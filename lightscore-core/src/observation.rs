use geo::Coord;
use thiserror::Error;

use crate::Direction;

/// Storey height used to turn a floor number into an eye height.
pub const FLOOR_HEIGHT_METERS: f64 = 3.0;

/// Eye height of an observer on `floor`, in metres.
#[must_use]
pub fn observer_height(floor: u32) -> f64 {
    f64::from(floor) * FLOOR_HEIGHT_METERS
}

/// Errors returned by [`ObservationPoint::new`].
#[derive(Debug, Clone, Copy, PartialEq, Error)]
pub enum ObservationError {
    /// Floors are numbered from one.
    #[error("floor must be at least 1")]
    FloorBelowOne,
    /// Latitude or longitude was NaN, infinite or outside WGS84 bounds.
    #[error("observation coordinate ({latitude}, {longitude}) is invalid")]
    InvalidCoordinate {
        /// Supplied latitude.
        latitude: f64,
        /// Supplied longitude.
        longitude: f64,
    },
}

/// A window to score: where it is, how high, and which way it faces.
#[derive(Debug, Clone, Copy, PartialEq)]
pub struct ObservationPoint {
    location: Coord<f64>,
    floor: u32,
    direction: Direction,
}

impl ObservationPoint {
    /// Validate and construct an observation point.
    ///
    /// # Examples
    /// ```
    /// use geo::Coord;
    /// use lightscore_core::{Direction, ObservationPoint};
    ///
    /// # fn main() -> Result<(), lightscore_core::ObservationError> {
    /// let point = ObservationPoint::new(Coord { x: -79.38, y: 43.64 }, 5, Direction::S)?;
    /// assert_eq!(point.floor(), 5);
    /// # Ok(())
    /// # }
    /// ```
    pub fn new(
        location: Coord<f64>,
        floor: u32,
        direction: Direction,
    ) -> Result<Self, ObservationError> {
        let Coord {
            x: longitude,
            y: latitude,
        } = location;
        let valid = latitude.is_finite()
            && longitude.is_finite()
            && (-90.0..=90.0).contains(&latitude)
            && (-180.0..=180.0).contains(&longitude);
        if !valid {
            return Err(ObservationError::InvalidCoordinate {
                latitude,
                longitude,
            });
        }
        if floor == 0 {
            return Err(ObservationError::FloorBelowOne);
        }
        Ok(Self {
            location,
            floor,
            direction,
        })
    }

    /// Window position, `x = longitude`, `y = latitude`.
    #[must_use]
    pub const fn location(&self) -> Coord<f64> {
        self.location
    }

    /// Latitude in degrees.
    #[must_use]
    pub const fn latitude(&self) -> f64 {
        self.location.y
    }

    /// Longitude in degrees.
    #[must_use]
    pub const fn longitude(&self) -> f64 {
        self.location.x
    }

    /// Floor number, starting at one.
    #[must_use]
    pub const fn floor(&self) -> u32 {
        self.floor
    }

    /// Facing direction.
    #[must_use]
    pub const fn direction(&self) -> Direction {
        self.direction
    }

    /// Eye height in metres.
    #[must_use]
    pub fn height(&self) -> f64 {
        observer_height(self.floor)
    }
}
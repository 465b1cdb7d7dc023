//! Entry point for the command-line interface.
#![forbid(unsafe_code)]

use env_logger::Env;
use lightscore_cli::CliError;

fn main() {
    env_logger::Builder::from_env(Env::default().default_filter_or("info")).init();
    match lightscore_cli::run() {
        Ok(()) => {}
        // Clap renders help, version and usage errors itself.
        Err(CliError::ArgumentParsing(err)) => err.exit(),
        Err(err) => {
            eprintln!("lightscore: {err}");
            std::process::exit(1);
        }
    }
}
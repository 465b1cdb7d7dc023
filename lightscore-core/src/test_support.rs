//! Deterministic collaborators for unit, behaviour and downstream tests.

use std::sync::atomic::{AtomicUsize, Ordering};

use chrono::{DateTime, Utc};
use geo::Coord;

use crate::{
    Address, BuildingRecord, GeocodeError, Geocoder, HeightAttributes, SolarPositionError,
    SolarPositionProvider, SunPosition,
};

/// A validated record at (`latitude`, `longitude`) with a single height.
///
/// # Panics
/// Panics when the coordinate or height is invalid.
#[must_use]
pub fn building_at(latitude: f64, longitude: f64, height: f64) -> BuildingRecord {
    BuildingRecord::new(
        Coord {
            x: longitude,
            y: latitude,
        },
        HeightAttributes::uniform(height),
        0.0,
    )
    .expect("fixture building is valid")
}

/// Solar provider that always reports the same position.
#[derive(Debug, Clone, Copy, PartialEq)]
pub struct FixedSunProvider {
    position: SunPosition,
}

impl FixedSunProvider {
    /// Report `elevation` and `azimuth` for every request.
    #[must_use]
    pub const fn new(elevation: f64, azimuth: f64) -> Self {
        Self {
            position: SunPosition {
                elevation,
                azimuth,
            },
        }
    }
}

impl SolarPositionProvider for FixedSunProvider {
    fn position(
        &self,
        _location: Coord<f64>,
        _instant: Option<DateTime<Utc>>,
    ) -> Result<SunPosition, SolarPositionError> {
        Ok(self.position)
    }
}

/// Solar provider that always fails.
#[derive(Debug, Clone, Copy, Default)]
pub struct FailingSunProvider;

impl SolarPositionProvider for FailingSunProvider {
    fn position(
        &self,
        _location: Coord<f64>,
        _instant: Option<DateTime<Utc>>,
    ) -> Result<SunPosition, SolarPositionError> {
        Err(SolarPositionError::Unavailable {
            reason: "ephemeris offline".into(),
        })
    }
}

/// Geocoder returning a fixed answer and counting calls.
#[derive(Debug)]
pub struct StaticGeocoder {
    outcome: Result<Coord<f64>, GeocodeError>,
    calls: AtomicUsize,
}

impl StaticGeocoder {
    /// Resolve every address to `location`.
    #[must_use]
    pub const fn at(location: Coord<f64>) -> Self {
        Self {
            outcome: Ok(location),
            calls: AtomicUsize::new(0),
        }
    }

    /// Fail every lookup with `error`.
    #[must_use]
    pub const fn failing(error: GeocodeError) -> Self {
        Self {
            outcome: Err(error),
            calls: AtomicUsize::new(0),
        }
    }

    /// Number of lookups so far.
    #[must_use]
    pub fn calls(&self) -> usize {
        self.calls.load(Ordering::SeqCst)
    }
}

impl Geocoder for StaticGeocoder {
    fn locate(&self, _address: &Address) -> Result<Coord<f64>, GeocodeError> {
        self.calls.fetch_add(1, Ordering::SeqCst);
        self.outcome.clone()
    }
}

###

**What this task involves:**
Set down the records again verbatim, so that each word stays as it is.

**Result below:**
filename lightscore-core/src/observation.rs
use geo::Coord;
use thiserror::Error;

use crate::Direction;

/// Storey height used to turn a floor number into an eye height.
pub const FLOOR_HEIGHT_METERS: f64 = 3.0;

/// Eye height of an observer on `floor`, in metres.
#[must_use]
pub fn observer_height(floor: u32) -> f64 {
    f64::from(floor) * FLOOR_HEIGHT_METERS
}

/// Errors returned by [`ObservationPoint::new`].
#[derive(Debug, Clone, Copy, PartialEq, Error)]
pub enum ObservationError {
    /// Floors are numbered from one.
    #[error("floor must be at least 1")]
    FloorBelowOne,
    /// Latitude or longitude was NaN, infinite or outside WGS84 bounds.
    #[error("observation coordinate ({latitude}, {longitude}) is invalid")]
    InvalidCoordinate {
        /// Supplied latitude.
        latitude: f64,
        /// Supplied longitude.
        longitude: f64,
    },
}

/// A window to score: where it is, how high, and which way it faces.
#[derive(Debug, Clone, Copy, PartialEq)]
pub struct ObservationPoint {
    location: Coord<f64>,
    floor: u32,
    direction: Direction,
}

impl ObservationPoint {
    /// Validate and construct an observation point.
    ///
    /// # Examples
    /// ```
    /// use geo::Coord;
    /// use lightscore_core::{Direction, ObservationPoint};
    ///
    /// # fn main() -> Result<(), lightscore_core::ObservationError> {
    /// let point = ObservationPoint::new(Coord { x: -79.38, y: 43.64 }, 5, Direction::S)?;
    /// assert_eq!(point.floor(), 5);
    /// # Ok(())
    /// # }
    /// ```
    pub fn new(
        location: Coord<f64>,
        floor: u32,
        direction: Direction,
    ) -> Result<Self, ObservationError> {
        let Coord {
            x: longitude,
            y: latitude,
        } = location;
        let valid = latitude.is_finite()
            && longitude.is_finite()
            && (-90.0..=90.0).contains(&latitude)
            && (-180.0..=180.0).contains(&longitude);
        if !valid {
            return Err(ObservationError::InvalidCoordinate {
                latitude,
                longitude,
            });
        }
        if floor == 0 {
            return Err(ObservationError::FloorBelowOne);
        }
        Ok(Self {
            location,
            floor,
            direction,
        })
    }

    /// Window position, `x = longitude`, `y = latitude`.
    #[must_use]
    pub const fn location(&self) -> Coord<f64> {
        self.location
    }

    /// Latitude in degrees.
    #[must_use]
    pub const fn latitude(&self) -> f64 {
        self.location.y
    }

    /// Longitude in degrees.
    #[must_use]
    pub const fn longitude(&self) -> f64 {
        self.location.x
    }

    /// Floor number, starting at one.
    #[must_use]
    pub const fn floor(&self) -> u32 {
        self.floor
    }

    /// Facing direction.
    #[must_use]
    pub const fn direction(&self) -> Direction {
        self.direction
    }

    /// Eye height in metres.
    #[must_use]
    pub fn height(&self) -> f64 {
        observer_height(self.floor)
    }
}
repository 465b1cdb7d7dc023
//! Entry point for the command-line interface.
#![forbid(unsafe_code)]

use env_logger::Env;
use lightscore_cli::CliError;

fn main() {
    env_logger::Builder::from_env(Env::default().default_filter_or("info")).init();
    match lightscore_cli::run() {
        Ok(()) => {}
        // Clap renders help, version and usage errors itself.
        Err(CliError::ArgumentParsing(err)) => err.exit(),
        Err(err) => {
            eprintln!("lightscore: {err}");
            std::process::exit(1);
        }
    }
}
repository 465b1cdb7d7dc023
filename lightscore-core/src/test_support.rs
//! Deterministic collaborators for unit, behaviour and downstream tests.

use std::sync::atomic::{AtomicUsize, Ordering};

use chrono::{DateTime, Utc};
use geo::Coord;

use crate::{
    Address, BuildingRecord, GeocodeError, Geocoder, HeightAttributes, SolarPositionError,
    SolarPositionProvider, SunPosition,
};

/// A validated record at (`latitude`, `longitude`) with a single height.
///
/// # Panics
/// Panics when the coordinate or height is invalid.
#[must_use]
pub fn building_at(latitude: f64, longitude: f64, height: f64) -> BuildingRecord {
    BuildingRecord::new(
        Coord {
            x: longitude,
            y: latitude,
        },
        HeightAttributes::uniform(height),
        0.0,
    )
    .expect("fixture building is valid")
}

/// Solar provider that always reports the same position.
#[derive(Debug, Clone, Copy, PartialEq)]
pub struct FixedSunProvider {
    position: SunPosition,
}

impl FixedSunProvider {
    /// Report `elevation` and `azimuth` for every request.
    #[must_use]
    pub const fn new(elevation: f64, azimuth: f64) -> Self {
        Self {
            position: SunPosition {
                elevation,
                azimuth,
            },
        }
    }
}

impl SolarPositionProvider for FixedSunProvider {
    fn position(
        &self,
        _location: Coord<f64>,
        _instant: Option<DateTime<Utc>>,
    ) -> Result<SunPosition, SolarPositionError> {
        Ok(self.position)
    }
}

/// Solar provider that always fails.
#[derive(Debug, Clone, Copy, Default)]
pub struct FailingSunProvider;

impl SolarPositionProvider for FailingSunProvider {
    fn position(
        &self,
        _location: Coord<f64>,
        _instant: Option<DateTime<Utc>>,
    ) -> Result<SunPosition, SolarPositionError> {
        Err(SolarPositionError::Unavailable {
            reason: "ephemeris offline".into(),
        })
    }
}

/// Geocoder returning a fixed answer and counting calls.
#[derive(Debug)]
pub struct StaticGeocoder {
    outcome: Result<Coord<f64>, GeocodeError>,
    calls: AtomicUsize,
}

impl StaticGeocoder {
    /// Resolve every address to `location`.
    #[must_use]
    pub const fn at(location: Coord<f64>) -> Self {
        Self {
            outcome: Ok(location),
            calls: AtomicUsize::new(0),
        }
    }

    /// Fail every lookup with `error`.
    #[must_use]
    pub const fn failing(error: GeocodeError) -> Self {
        Self {
            outcome: Err(error),
            calls: AtomicUsize::new(0),
        }
    }

    /// Number of lookups so far.
    #[must_use]
    pub fn calls(&self) -> usize {
        self.calls.load(Ordering::SeqCst)
    }
}

impl Geocoder for StaticGeocoder {
    fn locate(&self, _address: &Address) -> Result<Coord<f64>, GeocodeError> {
        self.calls.fetch_add(1, Ordering::SeqCst);
        self.outcome.clone()
    }
}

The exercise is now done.